Pretend You Own The Place

Whenever I have a difficult decision, I always take the perspective of the owner. If you're not the owner, pretend you are the owner.

In my early food service management courses at SUNY Cobleskill, we were taught food cost should be 32 or 33% and labor cost should hit between 25 and 27%. If a business could keep consumables at 8 to 10%, their gross profit percentage would be around 32%. The 32% could cover marketing, advertisements, garbage pickup, phones, office supplies, snow removal, licenses, property taxes, mortgage, rent, equipment rental, leasehold improvements, repairs and maintenance, smallwares, pots and pans, linen, interest expenses, accounting, any number of emergencies and a decent net profit.
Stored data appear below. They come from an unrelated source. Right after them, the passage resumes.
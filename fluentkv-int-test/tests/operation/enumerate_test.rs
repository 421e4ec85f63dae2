use fluentkv::entry::RawEntry;
use fluentkv::errors::{ErrorKind, StoreResult};
use fluentkv_int_test::messages::{audit_event, AuditEvent};
use fluentkv_int_test::test_util::{cleanup, create_test_context, run_test, TestContext};

fn seed_users(ctx: &TestContext) -> StoreResult<()> {
    for name in ["user:carol", "user:alice", "user:dave", "user:bob", "team:red", "userx"] {
        ctx.store().set(ctx.ctx()).by_key(name).string(name)?;
    }
    Ok(())
}

fn key_of(entry: &RawEntry) -> String {
    String::from_utf8_lossy(&entry.key).into_owned()
}

#[test]
fn test_enumerate_prefix_in_key_order() {
    run_test(
        create_test_context,
        |ctx| {
            seed_users(&ctx)?;
            let mut keys = Vec::new();
            ctx.store()
                .enumerate(ctx.ctx())
                .by_prefix("user:")
                .for_each(|entry| {
                    assert_eq!(entry.value, entry.key);
                    keys.push(key_of(&entry));
                    true
                })?;
            assert_eq!(keys, vec!["user:alice", "user:bob", "user:carol", "user:dave"]);
            Ok(())
        },
        cleanup,
    )
}

#[test]
fn test_enumerate_reverse() {
    run_test(
        create_test_context,
        |ctx| {
            seed_users(&ctx)?;
            let mut keys = Vec::new();
            ctx.store()
                .enumerate(ctx.ctx())
                .by_prefix("user:")
                .reverse()
                .with_batch_size(3)
                .for_each(|entry| {
                    keys.push(key_of(&entry));
                    true
                })?;
            assert_eq!(keys, vec!["user:dave", "user:carol", "user:bob", "user:alice"]);
            Ok(())
        },
        cleanup,
    )
}

#[test]
fn test_enumerate_stops_after_two_calls() {
    run_test(
        create_test_context,
        |ctx| {
            seed_users(&ctx)?;
            let mut calls = 0;
            ctx.store()
                .enumerate(ctx.ctx())
                .by_prefix("user:")
                .with_batch_size(1)
                .for_each(|_| {
                    calls += 1;
                    calls < 2
                })?;
            assert_eq!(calls, 2);
            Ok(())
        },
        cleanup,
    )
}

#[test]
fn test_enumerate_small_batches_visit_everything_once() {
    run_test(
        create_test_context,
        |ctx| {
            for i in 0..25 {
                ctx.store()
                    .set(ctx.ctx())
                    .by_key(format_args!("item:{:03}", i))
                    .counter(i)?;
            }
            for batch_size in [1, 2, 7, 25, 100] {
                let mut seen = Vec::new();
                ctx.store()
                    .enumerate(ctx.ctx())
                    .by_prefix("item:")
                    .with_batch_size(batch_size)
                    .for_each_counter(|entry| {
                        seen.push(entry.value);
                        true
                    })?;
                assert_eq!(seen, (0..25).collect::<Vec<u64>>());
            }
            Ok(())
        },
        cleanup,
    )
}

#[test]
fn test_enumerate_seek() {
    run_test(
        create_test_context,
        |ctx| {
            seed_users(&ctx)?;
            let mut forward = Vec::new();
            ctx.store()
                .enumerate(ctx.ctx())
                .by_prefix("user:")
                .seek("user:b")
                .for_each(|entry| {
                    forward.push(key_of(&entry));
                    true
                })?;
            assert_eq!(forward, vec!["user:bob", "user:carol", "user:dave"]);

            let mut backward = Vec::new();
            ctx.store()
                .enumerate(ctx.ctx())
                .by_prefix("user:")
                .seek("user:carol")
                .reverse()
                .for_each(|entry| {
                    backward.push(key_of(&entry));
                    true
                })?;
            assert_eq!(backward, vec!["user:carol", "user:bob", "user:alice"]);
            Ok(())
        },
        cleanup,
    )
}

#[test]
fn test_enumerate_only_keys() {
    run_test(
        create_test_context,
        |ctx| {
            seed_users(&ctx)?;
            let mut values_empty = true;
            ctx.store()
                .enumerate(ctx.ctx())
                .by_prefix("user:")
                .only_keys()
                .for_each(|entry| {
                    values_empty &= entry.value.is_empty();
                    true
                })?;
            assert!(values_empty);

            let keys = ctx.store().enumerate(ctx.ctx()).by_prefix("team:").keys()?;
            assert_eq!(keys, vec![b"team:red".to_vec()]);
            Ok(())
        },
        cleanup,
    )
}

#[test]
fn test_enumerate_skips_expired() {
    run_test(
        create_test_context,
        |ctx| {
            let store = ctx.store();
            store.set(ctx.ctx()).by_key("tmp:a").with_ttl(5).string("a")?;
            store.set(ctx.ctx()).by_key("tmp:b").string("b")?;
            store.set(ctx.ctx()).by_key("tmp:c").with_ttl(50).string("c")?;
            ctx.clock().advance_secs(10);

            let mut seen = Vec::new();
            store.enumerate(ctx.ctx()).by_prefix("tmp:").for_each(|entry| {
                seen.push((key_of(&entry), entry.ttl));
                true
            })?;
            assert_eq!(
                seen,
                vec![("tmp:b".to_string(), None), ("tmp:c".to_string(), Some(40))]
            );
            Ok(())
        },
        cleanup,
    )
}

#[test]
fn test_enumerate_proto() {
    run_test(
        create_test_context,
        |ctx| {
            for id in 1..=3u64 {
                ctx.store()
                    .set(ctx.ctx())
                    .by_key(format_args!("audit:{}", id))
                    .proto(&audit_event(id, "login"))?;
            }
            let mut ids = Vec::new();
            ctx.store()
                .enumerate(ctx.ctx())
                .by_prefix("audit:")
                .reverse()
                .for_each_proto::<AuditEvent, _>(|entry| {
                    ids.push(entry.value.id);
                    true
                })?;
            assert_eq!(ids, vec![3, 2, 1]);
            Ok(())
        },
        cleanup,
    )
}

#[test]
fn test_enumerate_proto_aborts_on_bad_value() {
    run_test(
        create_test_context,
        |ctx| {
            let store = ctx.store();
            store.set(ctx.ctx()).by_key("audit:1").proto(&audit_event(1, "login"))?;
            store.set(ctx.ctx()).by_key("audit:2").binary(vec![0x12, 0x40])?;
            store.set(ctx.ctx()).by_key("audit:3").proto(&audit_event(3, "logout"))?;

            let mut ids = Vec::new();
            let err = store
                .enumerate(ctx.ctx())
                .by_prefix("audit:")
                .for_each_proto::<AuditEvent, _>(|entry| {
                    ids.push(entry.value.id);
                    true
                })
                .unwrap_err();
            assert_eq!(err.kind(), &ErrorKind::EncodingError);
            assert_eq!(ids, vec![1]);
            Ok(())
        },
        cleanup,
    )
}

#[test]
fn test_enumerate_empty_range() {
    run_test(
        create_test_context,
        |ctx| {
            seed_users(&ctx)?;
            let mut calls = 0;
            ctx.store()
                .enumerate(ctx.ctx())
                .by_prefix("nobody:")
                .for_each(|_| {
                    calls += 1;
                    true
                })?;
            assert_eq!(calls, 0);
            Ok(())
        },
        cleanup,
    )
}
If you're working in a profitable operation, the team has figured out a way to cover all the expenses and have something left over at weeks end. Perhaps the food cost is 29% and your labor is a little high to prep fresh produce. Maybe your bar operation makes a huge contribution or a busy season bails out a very lean off season. Very few places hit the targets students learn about each year but it's good to keep these targets in mind.

In every complex restaurant, the kitchen uses cooking wine and the bar uses lemons, limes, oranges, onions, olives, celery and other food. The wait staff works slicing cakes and pouring coffee and the kitchen staff produces food for the wait staff to eat each shift. Accountants pour over all the documents and create reports to keep the operation in line with the budget.
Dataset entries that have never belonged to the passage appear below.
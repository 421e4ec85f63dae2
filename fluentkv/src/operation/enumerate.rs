use crate::codec::{decode_counter, decode_message, format_key};
use crate::context::Context;
use crate::entry::{CounterEntry, ProtoEntry, RawEntry};
use crate::errors::{StoreError, StoreResult};
use crate::store::DataStore;
use prost::Message;
use std::fmt::Display;

/// Entries fetched per round trip when no batch size is configured.
pub const DEFAULT_BATCH_SIZE: usize = 100;

/// Streams every entry under a key prefix, in key order.
///
/// The scan starts at the seek position, which defaults to the prefix itself.
/// Callbacks return `true` to continue and `false` to stop early; stopping is
/// not an error.
///
/// # Examples
///
/// ```rust
/// use fluentkv::context::Context;
/// use fluentkv::store::memory::InMemoryDataStore;
/// use fluentkv::store::DataStore;
///
/// let store = DataStore::new(InMemoryDataStore::default());
/// let ctx = Context::background();
/// for id in 1..=3 {
///     store.set(&ctx).by_key(format_args!("user:{}", id)).counter(id).unwrap();
/// }
///
/// let mut total = 0;
/// store
///     .enumerate(&ctx)
///     .by_prefix("user:")
///     .for_each_counter(|entry| {
///         total += entry.value;
///         true
///     })
///     .unwrap();
/// assert_eq!(total, 6);
/// ```
pub struct EnumerateOperation {
    store: DataStore,
    ctx: Context,
    prefix: Vec<u8>,
    seek: Option<Vec<u8>>,
    batch_size: usize,
    only_keys: bool,
    reverse: bool,
}

impl EnumerateOperation {
    pub fn new(store: DataStore, ctx: Context) -> EnumerateOperation {
        EnumerateOperation {
            store,
            ctx,
            prefix: Vec::new(),
            seek: None,
            batch_size: DEFAULT_BATCH_SIZE,
            only_keys: false,
            reverse: false,
        }
    }

    /// Restricts the scan to keys starting with `prefix`. An empty prefix
    /// visits every key.
    pub fn by_prefix<P: Display>(mut self, prefix: P) -> EnumerateOperation {
        self.prefix = format_key(prefix);
        self
    }

    /// Raw-byte form of [`by_prefix`](Self::by_prefix).
    pub fn by_raw_prefix<P: Into<Vec<u8>>>(mut self, prefix: P) -> EnumerateOperation {
        self.prefix = prefix.into();
        self
    }

    /// Starting position inside the prefix range.
    ///
    /// Forward scans begin at the first key `>= seek`; reverse scans at the
    /// last key `<= seek`, or at the top of the range when `seek` lies past it.
    pub fn seek<S: Display>(mut self, seek: S) -> EnumerateOperation {
        self.seek = Some(format_key(seek));
        self
    }

    /// Raw-byte form of [`seek`](Self::seek).
    pub fn seek_raw<S: Into<Vec<u8>>>(mut self, seek: S) -> EnumerateOperation {
        self.seek = Some(seek.into());
        self
    }

    /// A batch size of 0 falls back to [`DEFAULT_BATCH_SIZE`].
    pub fn with_batch_size(mut self, batch_size: usize) -> EnumerateOperation {
        self.batch_size = if batch_size == 0 {
            DEFAULT_BATCH_SIZE
        } else {
            batch_size
        };
        self
    }

    /// Visits keys only; entries arrive with an empty value.
    pub fn only_keys(mut self) -> EnumerateOperation {
        self.only_keys = true;
        self
    }

    /// Visits keys in descending order.
    pub fn reverse(mut self) -> EnumerateOperation {
        self.reverse = true;
        self
    }

    /// Runs the scan with the raw entries.
    ///
    /// # Arguments
    /// * `callback` - Called once per entry in order; return `false` to stop
    pub fn for_each<F>(self, mut callback: F) -> StoreResult<()>
    where
        F: FnMut(RawEntry) -> bool,
    {
        self.scan(&mut callback)
    }

    /// Decodes each value as `M`. The first value that fails to decode stops
    /// the scan and its error is returned, unless the store itself failed.
    pub fn for_each_proto<M, F>(self, mut callback: F) -> StoreResult<()>
    where
        M: Message + Default,
        F: FnMut(ProtoEntry<M>) -> bool,
    {
        let mut decode_error: Option<StoreError> = None;
        self.scan(&mut |entry: RawEntry| match decode_message::<M>(&entry.value) {
            Ok(value) => callback(ProtoEntry {
                key: entry.key,
                value,
                ttl: entry.ttl,
                version: entry.version,
            }),
            Err(err) => {
                log::warn!(
                    "Failed to decode value of {}: {}",
                    String::from_utf8_lossy(&entry.key),
                    err
                );
                decode_error = Some(err);
                false
            }
        })?;

        match decode_error {
            Some(err) => Err(err),
            None => Ok(()),
        }
    }

    /// Decodes each value as a counter; values shorter than 8 bytes read as 0.
    pub fn for_each_counter<F>(self, mut callback: F) -> StoreResult<()>
    where
        F: FnMut(CounterEntry) -> bool,
    {
        self.scan(&mut |entry: RawEntry| {
            callback(CounterEntry {
                value: decode_counter(&entry.value),
                key: entry.key,
                ttl: entry.ttl,
                version: entry.version,
            })
        })
    }

    /// Collects the keys of every entry in range.
    pub fn keys(self) -> StoreResult<Vec<Vec<u8>>> {
        let mut keys = Vec::new();
        self.only_keys().for_each(|entry| {
            keys.push(entry.key);
            true
        })?;
        Ok(keys)
    }

    fn scan(self, callback: &mut dyn FnMut(RawEntry) -> bool) -> StoreResult<()> {
        let seek = self.seek.unwrap_or_else(|| self.prefix.clone());
        self.store.enumerate_raw(
            &self.ctx,
            &self.prefix,
            &seek,
            self.batch_size,
            self.reverse,
            self.only_keys,
            callback,
        )
    }
}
When the targets are hit, people calculate bonuses and all is good. Unfortunately, many operations miss their targets and begin a slicing and dicing process on their financial reports. Suddenly critical operating costs become hidden in an allocation jungle. Certain departments falsely believe they are winning some internal game while the overall unit is in decline.

Investors often assign a value to a going concern based on the operating cash flow times a factor. If you have an operation producing $200,000 positive cash flow each year, you'd try to get at least $2,000,000 (ten times) for the business. A failing business is treated like yard sale. Assets are often reduced to their salvage value. Auctioneers sell POS systems, ovens, tables and chairs at pennies on the dollar.

After missing the targets for three straight months, most operators should face the facts. Inventory valuation, allocation of lemons and cooking wine, extra-departmental labor cost credits won't hold the answer to the dilemma. Pretend your the owner and look for the real issues. Don't hide behind allocations.


Anonymous said...

Right on. These days, and coffee should also be part of beverage costs, not food (as it was last century). And the real issue in the bar is the way staff use and eat those punnets of large, luscious strawberries.